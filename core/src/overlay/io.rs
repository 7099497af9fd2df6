use crate::prelude::{StageError, StageResult};
use std::fs::File;
use std::io::{BufWriter, Write};
use std::path::Path;

/// A single RGB24 frame, row-major, three bytes per pixel.
#[derive(Debug, Clone, PartialEq)]
pub struct Frame {
    pub width: usize,
    pub height: usize,
    pub data: Vec<u8>,
}

impl Frame {
    pub fn filled(width: usize, height: usize, color: [u8; 3]) -> Self {
        let mut data = Vec::with_capacity(width * height * 3);
        for _ in 0..width * height {
            data.extend_from_slice(&color);
        }
        Self {
            width,
            height,
            data,
        }
    }

    pub fn from_buffer(width: usize, height: usize, data: Vec<u8>) -> StageResult<Self> {
        if data.len() != width * height * 3 {
            return Err(StageError::Internal(format!(
                "frame buffer is {} bytes, expected {}",
                data.len(),
                width * height * 3
            )));
        }
        Ok(Self {
            width,
            height,
            data,
        })
    }
}

/// Sequential frame producer. Decoding lives upstream; the core only pulls
/// frames one at a time.
pub trait FrameSource {
    fn width(&self) -> usize;
    fn height(&self) -> usize;
    fn frame_rate(&self) -> f64;
    /// `None` marks end-of-stream, which is normal termination.
    fn next_frame(&mut self) -> Option<Frame>;
}

/// Sequential frame consumer.
pub trait FrameSink {
    fn write_frame(&mut self, frame: &Frame) -> StageResult<()>;
}

/// Synthetic source emitting a fixed number of solid-color frames. Stands in
/// for decoded stimulus video in the offline driver and in tests.
pub struct SolidFrameSource {
    width: usize,
    height: usize,
    frame_rate: f64,
    color: [u8; 3],
    remaining: usize,
}

impl SolidFrameSource {
    pub fn new(width: usize, height: usize, frame_rate: f64, color: [u8; 3], frames: usize) -> Self {
        Self {
            width,
            height,
            frame_rate,
            color,
            remaining: frames,
        }
    }
}

impl FrameSource for SolidFrameSource {
    fn width(&self) -> usize {
        self.width
    }

    fn height(&self) -> usize {
        self.height
    }

    fn frame_rate(&self) -> f64 {
        self.frame_rate
    }

    fn next_frame(&mut self) -> Option<Frame> {
        if self.remaining == 0 {
            return None;
        }
        self.remaining -= 1;
        Some(Frame::filled(self.width, self.height, self.color))
    }
}

/// Streams raw RGB24 frames to a file. Encoding is out of scope; the
/// artifact is a headerless frame stream at the source's resolution.
pub struct RawVideoSink {
    writer: BufWriter<File>,
    frames_written: usize,
}

impl RawVideoSink {
    pub fn create<P: AsRef<Path>>(path: P) -> StageResult<Self> {
        let path_ref = path.as_ref();
        let file = File::create(path_ref).map_err(|e| {
            StageError::SinkUnavailable(format!(
                "cannot open output video {}: {}",
                path_ref.display(),
                e
            ))
        })?;
        Ok(Self {
            writer: BufWriter::new(file),
            frames_written: 0,
        })
    }

    pub fn frames_written(&self) -> usize {
        self.frames_written
    }
}

impl FrameSink for RawVideoSink {
    fn write_frame(&mut self, frame: &Frame) -> StageResult<()> {
        self.writer
            .write_all(&frame.data)
            .map_err(|e| StageError::SinkUnavailable(format!("writing frame failed: {}", e)))?;
        self.frames_written += 1;
        Ok(())
    }
}

/// Collects frames in memory; test and inspection sink.
#[derive(Debug, Default)]
pub struct MemorySink {
    pub frames: Vec<Frame>,
}

impl MemorySink {
    pub fn new() -> Self {
        Self::default()
    }
}

impl FrameSink for MemorySink {
    fn write_frame(&mut self, frame: &Frame) -> StageResult<()> {
        self.frames.push(frame.clone());
        Ok(())
    }
}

::::

WORK ORDER:
Write out, exactly as shown, only the lines running from the one that contains "pub fn new()" to the last line above.

YOUR RESPONSE:
    pub fn new() -> Self {
        Self::default()
    }
}

impl FrameSink for MemorySink {
    fn write_frame(&mut self, frame: &Frame) -> StageResult<()> {
        self.frames.push(frame.clone());
        Ok(())
    }
}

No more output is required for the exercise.